One is St. Patrick’s Day, which for many is a sign that the cold and snow soon will be gone. March also is the time of year when people start making syrup from the sap of maple trees as the trees begin to emerge from winter dormancy. And, for a few years now, the month has heralded the attempts of two adult bald eagles to hatch offspring in a nest in coastal Hancock County.
All birds experience behavioral changes with the shift in seasons, but most don’t have their nesting habits made available for all to see on a Web camera mounted in a tree. For the past two years, two eagles that live in the area year round have become seasonal Internet stars as visitors to a Web site maintained by Gorham-based Biodiversity Research Institute have watched them nest, mate and sometimes raise young into the summer.
In 2006, the first year people could watch the birds over the Internet, the pair hatched three eaglets and successfully raised two of them. Last year, the eagles hatched two baby birds, neither of which survived the harsh Patriot’s Day storm on April 15.
A failed attempt to raise young sometimes can result in birds not hatching eggs the next year or in one of the birds finding a new mate, according to Wing Goodale, the Biodiversity Research Institute scientist who manages the project. But this year the birds seem to be trying again, he said.
“They haven’t laid an egg yet,” Goodale said Thursday. “[But] so far, the signs are quite encouraging.”
Goodale said the birds have been exhibiting typical behavior for mating eagles. They have brought material to the site to help supplement the nest, which is about 10 feet deep from more than a decade of use. They have defended the nest from other eagles, and they have copulated in an effort to make the female pregnant. The female has been viewed practicing her incubating skills by sitting in the nest as if she already had laid the eggs, he said.
“We’ve seen all those things last week,” Goodale said. “Spring is definitely in the air. Birds are getting ready, and so are the eagles.”
In the past two years the birds have laid eggs in early March. Eggs appeared on March 5 in 2006 and on March 6 in 2007.
Goodale said the lack of eggs so far this year is not a cause for concern. The eagles have a window of a couple of weeks in which to lay their eggs, he said, and the telltale sign that eggs have appeared will be if the female stays in the nest all night.
The exact location of the nest is not revealed in order to help prevent anyone from interfering with the wild birds.

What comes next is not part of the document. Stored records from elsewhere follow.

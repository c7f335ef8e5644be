use common_ledger::storage::{HIGH_INSTANCE_BUMP_LEDGERS, LOW_INSTANCE_BUMP_LEDGERS};
use pool_interface::types::error::Error;
use soroban_sdk::{contracttype, Address, Env};

#[derive(Clone)]
#[contracttype]
pub enum DataKey {
    BorrowerOperations,
    TroveManager,
    ActivePool,
}

pub fn write_borrower_operations(env: &Env, address: &Address) {
    env.storage()
        .instance()
        .extend_ttl(LOW_INSTANCE_BUMP_LEDGERS, HIGH_INSTANCE_BUMP_LEDGERS);

    env.storage()
        .instance()
        .set(&DataKey::BorrowerOperations, address);
}

pub fn read_borrower_operations(env: &Env) -> Result<Address, Error> {
    env.storage()
        .instance()
        .extend_ttl(LOW_INSTANCE_BUMP_LEDGERS, HIGH_INSTANCE_BUMP_LEDGERS);

    env.storage()
        .instance()
        .get(&DataKey::BorrowerOperations)
        .ok_or(Error::Uninitialized)
}

pub fn write_trove_manager(env: &Env, address: &Address) {
    env.storage()
        .instance()
        .extend_ttl(LOW_INSTANCE_BUMP_LEDGERS, HIGH_INSTANCE_BUMP_LEDGERS);

    env.storage().instance().set(&DataKey::TroveManager, address);
}

pub fn read_trove_manager(env: &Env) -> Result<Address, Error> {
    env.storage()
        .instance()
        .extend_ttl(LOW_INSTANCE_BUMP_LEDGERS, HIGH_INSTANCE_BUMP_LEDGERS);

    env.storage()
        .instance()
        .get(&DataKey::TroveManager)
        .ok_or(Error::Uninitialized)
}

pub fn write_active_pool(env: &Env, address: &Address) {
    env.storage()
        .instance()
        .extend_ttl(LOW_INSTANCE_BUMP_LEDGERS, HIGH_INSTANCE_BUMP_LEDGERS);

    env.storage().instance().set(&DataKey::ActivePool, address);
}

pub fn read_active_pool(env: &Env) -> Result<Address, Error> {
    env.storage()
        .instance()
        .extend_ttl(LOW_INSTANCE_BUMP_LEDGERS, HIGH_INSTANCE_BUMP_LEDGERS);

    env.storage()
        .instance()
        .get(&DataKey::ActivePool)
        .ok_or(Error::Uninitialized)
}
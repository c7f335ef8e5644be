use soroban_sdk::{symbol_short, Address, Env, Symbol};

pub(crate) fn initialized(
    e: &Env,
    trove_manager: &Address,
    active_pool: &Address,
    collateral_token: &Address,
) {
    let topics = (
        symbol_short!("init"),
        trove_manager.clone(),
        active_pool.clone(),
    );
    e.events().publish(topics, collateral_token.clone());
}

pub(crate) fn deposits_updated(e: &Env, total: i128) {
    let topics = (Symbol::new(e, "deposits_updated"),);
    e.events().publish(topics, total);
}

pub(crate) fn collateral_received(e: &Env, from: &Address, amount: i128) {
    let topics = (Symbol::new(e, "coll_received"), from.clone());
    e.events().publish(topics, amount);
}
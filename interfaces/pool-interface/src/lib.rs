#![deny(warnings)]
#![no_std]

use soroban_sdk::{contractclient, contractspecfn, Address, Env};
use types::error::Error;

pub mod types;

pub struct ActivePoolSpec;
pub struct DefaultPoolSpec;
pub struct StabilityPoolSpec;

pub use active_pool_iface::{ActivePoolClient, ActivePoolTrait};
pub use default_pool_iface::{DefaultPoolClient, DefaultPoolTrait};
pub use stability_pool_iface::{StabilityPoolClient, StabilityPoolTrait};

mod active_pool_iface {
use super::*;

/// Interface for the Active Pool: custody of collateral backing open
/// positions and the debt issued against them.
#[contractspecfn(name = "ActivePoolSpec", export = false)]
#[contractclient(name = "ActivePoolClient")]
pub trait ActivePoolTrait {
    fn initialize(
        env: Env,
        borrower_operations: Address,
        trove_manager: Address,
        stability_pool: Address,
        default_pool: Address,
        collateral_token: Address,
    ) -> Result<(), Error>;

    fn version() -> u32;

    fn increase_debt(env: Env, who: Address, amount: i128) -> Result<(), Error>;

    fn decrease_debt(env: Env, who: Address, amount: i128) -> Result<(), Error>;

    fn receive_collateral(env: Env, from: Address, amount: i128) -> Result<(), Error>;

    fn send_collateral(env: Env, who: Address, recipient: Address, amount: i128)
        -> Result<(), Error>;

    fn get_collateral(env: Env) -> i128;

    fn get_debt(env: Env) -> i128;

    fn get_collateral_token_address(env: Env) -> Result<Address, Error>;

    fn borrower_operations(env: Env) -> Result<Address, Error>;

    fn trove_manager(env: Env) -> Result<Address, Error>;

    fn stability_pool(env: Env) -> Result<Address, Error>;

    fn default_pool(env: Env) -> Result<Address, Error>;
}
}

mod default_pool_iface {
use super::*;

/// Interface for the Default Pool: collateral and debt detached from
/// liquidated positions, staged for redistribution.
#[contractspecfn(name = "DefaultPoolSpec", export = false)]
#[contractclient(name = "DefaultPoolClient")]
pub trait DefaultPoolTrait {
    fn initialize(
        env: Env,
        trove_manager: Address,
        active_pool: Address,
        collateral_token: Address,
    ) -> Result<(), Error>;

    fn version() -> u32;

    fn increase_debt(env: Env, who: Address, amount: i128) -> Result<(), Error>;

    fn decrease_debt(env: Env, who: Address, amount: i128) -> Result<(), Error>;

    fn receive_collateral(env: Env, from: Address, amount: i128) -> Result<(), Error>;

    fn send_collateral_to_active_pool(env: Env, who: Address, amount: i128) -> Result<(), Error>;

    fn get_collateral(env: Env) -> i128;

    fn get_debt(env: Env) -> i128;

    fn get_collateral_token_address(env: Env) -> Result<Address, Error>;

    fn trove_manager(env: Env) -> Result<Address, Error>;

    fn active_pool(env: Env) -> Result<Address, Error>;
}
} // end default_pool_iface

mod stability_pool_iface {
use super::*;

/// Interface for the Stability Pool: pooled deposits and the collateral
/// accrued to them from liquidations.
#[contractspecfn(name = "StabilityPoolSpec", export = false)]
#[contractclient(name = "StabilityPoolClient")]
pub trait StabilityPoolTrait {
    fn initialize(
        env: Env,
        borrower_operations: Address,
        trove_manager: Address,
        active_pool: Address,
        collateral_token: Address,
    ) -> Result<(), Error>;

    fn version() -> u32;

    fn increase_total_deposits(env: Env, who: Address, amount: i128) -> Result<(), Error>;

    fn decrease_total_deposits(env: Env, who: Address, amount: i128) -> Result<(), Error>;

    fn receive_collateral(env: Env, from: Address, amount: i128) -> Result<(), Error>;

    fn get_collateral(env: Env) -> i128;

    fn get_total_deposits(env: Env) -> i128;

    fn get_collateral_token_address(env: Env) -> Result<Address, Error>;

    fn borrower_operations(env: Env) -> Result<Address, Error>;

    fn trove_manager(env: Env) -> Result<Address, Error>;

    fn active_pool(env: Env) -> Result<Address, Error>;
}
} // end stability_pool_iface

The eagles have generated interest online that extends far beyond Maine’s borders. According to Goodale, the Web site’s visitors are spread across the country and many have viewed the nest from as far away as Peru, Australia, India, Taiwan, China and Singapore. Visitors have posted comments such as “God bless the Maine eagles!” on a blog that is linked to the site. Recorded footage of the nest also can be found on the Web site YouTube.
The BRI site is so popular that computer technicians at the organization have had to beef up their server to handle the Internet traffic, Goodale said. The site received 4,300 hits daily before the eagle cam was brought online in 2006. After chicks were born last year it attracted approximately 8.5 million a day.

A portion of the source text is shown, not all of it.